The following editorial appeared in the Dec. 31 edition of Automotive News.
It's like a Rust Belt reality show.
Three General Motors plants — Lordstown, Detroit-Hamtramck and Oshawa — and their tribes, lobbying and scheming, working their alliances in Washington. Can they outwit Mary Barra? Can they outlast the sedan? Which one will escape the GM ax?
On the next "Factory Survivor."
Neat concept, except that it's possible all of them will lose, that this reality show could be pre-empted by actual reality, where Wall Street serves as the jury, and a factory in Mexico can clinch a win in the Tribal Council without even competing.
The three communities fighting like mad to save their GM plants should remember the lessons of Janesville, Wis., where the last GM vehicle rolled off the line 10 years ago. For years, residents and local officials desperately kept vigil for a GM return, figuring they could beg or negotiate their way back. For some of them, it took a demolition of the plant to finally snuff out their hopes and signal that it's time to move on.

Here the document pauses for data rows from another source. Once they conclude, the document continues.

//! Class-level mock engine for mockrecord
//!
//! This crate builds the record-facing API on top of the storage layer:
//! - ModelRegistry: loaded classes by name, config, reset lifecycle
//! - Model: per-class CRUD surface, stubbed scopes and methods
//! - Record: attribute access, identity, persisted state
//! - Relation: immutable chainable views over records
//! - Association: memoized has-many links between records
//! - Scope dispatch: named scopes routed to the declaring class
//!
//! The engine is the only component that knows about:
//! - Class hierarchies (parent lookup by name)
//! - Id allocation
//! - The dirty signal emitted on mutation

#![warn(missing_docs)]
#![warn(clippy::all)]

pub mod association;
pub mod config;
pub mod model;
pub mod record;
pub mod registry;
pub mod relation;
pub mod schema;
pub mod scope;
pub mod stubs;

pub use association::Association;
pub use config::MockConfig;
pub use model::Model;
pub use record::Record;
pub use registry::ModelRegistry;
pub use relation::Relation;
pub use schema::{AssociationDef, ModelSchema, DEFAULT_PRIMARY_KEY};
pub use scope::ScopeFn;
pub use stubs::{MockMethodFn, StubTable};

pub use mockrecord_core::{
    AttributeAccess, Attributes, DirtyListener, DuplicateIdPolicy, Error, IdKey, IdentityKeyMode,
    Result, Value,
};
//! Capability traits shared by the storage and engine layers
//!
//! - AttributeAccess: read/write primitives every record-like type provides
//! - Identified: what the record index needs to key and compare records
//! - DirtyListener: receiver of the "derived state is stale" signal

use crate::error::Result;
use crate::value::Value;

/// Attribute storage primitives
///
/// Queries only ever go through this interface, so they are independent of
/// how a record physically stores its attributes.
pub trait AttributeAccess {
    /// Read an attribute; unset attributes read as `Value::Null`
    fn read_attribute(&self, name: &str) -> Value;

    /// Write an attribute
    ///
    /// # Errors
    ///
    /// Implementations may reject unknown attribute names or writes that
    /// would break an invariant (such as changing a persisted id).
    fn write_attribute(&self, name: &str, value: Value) -> Result<()>;
}

/// Record identity as seen by the record index
pub trait Identified: Clone {
    /// Current id value (may be `Value::Null` before the record is saved)
    fn record_id(&self) -> Value;

    /// Whether two handles refer to the same record (identity, not content)
    fn same_record(&self, other: &Self) -> bool;
}

/// Receiver for the mark-dirty signal emitted on every collection mutation
///
/// An external caching layer implements this to drop aggregates computed
/// over a class's collection. The store only emits the signal.
pub trait DirtyListener: Send + Sync {
    /// Called after the collection of `model` changed
    fn mark_dirty(&self, model: &str, generation: u64);
}
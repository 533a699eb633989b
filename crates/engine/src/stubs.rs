//! Per-class tables of stubbed behavior
//!
//! Mocked classes have no real method bodies. Tests install closures for
//! named scopes and instance methods, and calls are routed to them by name.

use crate::record::Record;
use mockrecord_core::{Result, Value};
use parking_lot::RwLock;
use std::collections::HashMap;
use std::sync::Arc;

/// Stubbed instance method: receives the record and call arguments
pub type MockMethodFn = Arc<dyn Fn(&Record, &[Value]) -> Result<Value> + Send + Sync>;

/// Name → stub table
///
/// Lookups clone the stored `Arc` out so the table lock is never held
/// while a stub runs (stubs are free to call back into the registry).
pub struct StubTable<F> {
    entries: RwLock<HashMap<String, F>>,
}

impl<F: Clone> StubTable<F> {
    /// Create an empty table
    pub fn new() -> Self {
        Self {
            entries: RwLock::new(HashMap::new()),
        }
    }

    /// Install or replace a stub
    pub fn define(&self, name: impl Into<String>, stub: F) {
        self.entries.write().insert(name.into(), stub);
    }

    /// Fetch a stub by name
    pub fn get(&self, name: &str) -> Option<F> {
        self.entries.read().get(name).cloned()
    }

    /// Whether a stub is installed under `name`
    pub fn contains(&self, name: &str) -> bool {
        self.entries.read().contains_key(name)
    }

    /// Remove a stub
    pub fn remove(&self, name: &str) -> Option<F> {
        self.entries.write().remove(name)
    }

    /// Installed names, sorted
    pub fn names(&self) -> Vec<String> {
        let mut names: Vec<String> = self.entries.read().keys().cloned().collect();
        names.sort();
        names
    }

    /// Remove every stub
    pub fn clear(&self) {
        self.entries.write().clear();
    }

    /// Number of installed stubs
    pub fn len(&self) -> usize {
        self.entries.read().len()
    }

    /// Check if the table is empty
    pub fn is_empty(&self) -> bool {
        self.entries.read().is_empty()
    }
}

impl<F: Clone> Default for StubTable<F> {
    fn default() -> Self {
        Self::new()
    }
}

impl<F> std::fmt::Debug for StubTable<F> {
    fn fmt(&self, f: &mut std::fmt::Formatter<'_>) -> std::fmt::Result {
        let mut names: Vec<String> = self.entries.read().keys().cloned().collect();
        names.sort();
        f.debug_struct("StubTable").field("names", &names).finish()
    }
}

It would be unwise to dismiss GM's Nov. 26 restructuring announcement as a negotiating ploy, or an opening bid. If GM wanted to stake out an extreme position for the sake of spirited bargaining, it could have put more plants on the table, including ones in Michigan and Kansas that also run well below capacity.
It would be equally unwise to assume that GM will be vulnerable to political shaming by President Donald Trump, Ohio's Sen. Sherrod Brown or Unifor's Jerry Dias. Politically speaking, these figures have far more at risk in the outcome than GM does, and far less power to impose their will.
We're not suggesting that anyone in Michigan or Ohio or Ontario stand down from the challenge.
By all means, represent your constituents and aim for victory. Factory jobs and their economic benefits are worth fighting for.
But for the sake of those constituents, understand when it's time to stop posturing, face reality and move on. The industry's skilled workers and their communities shouldn't be sold false hope.
And at a time of tight labor markets, they have much to gain by adapting to new economic realities and proving their resiliency.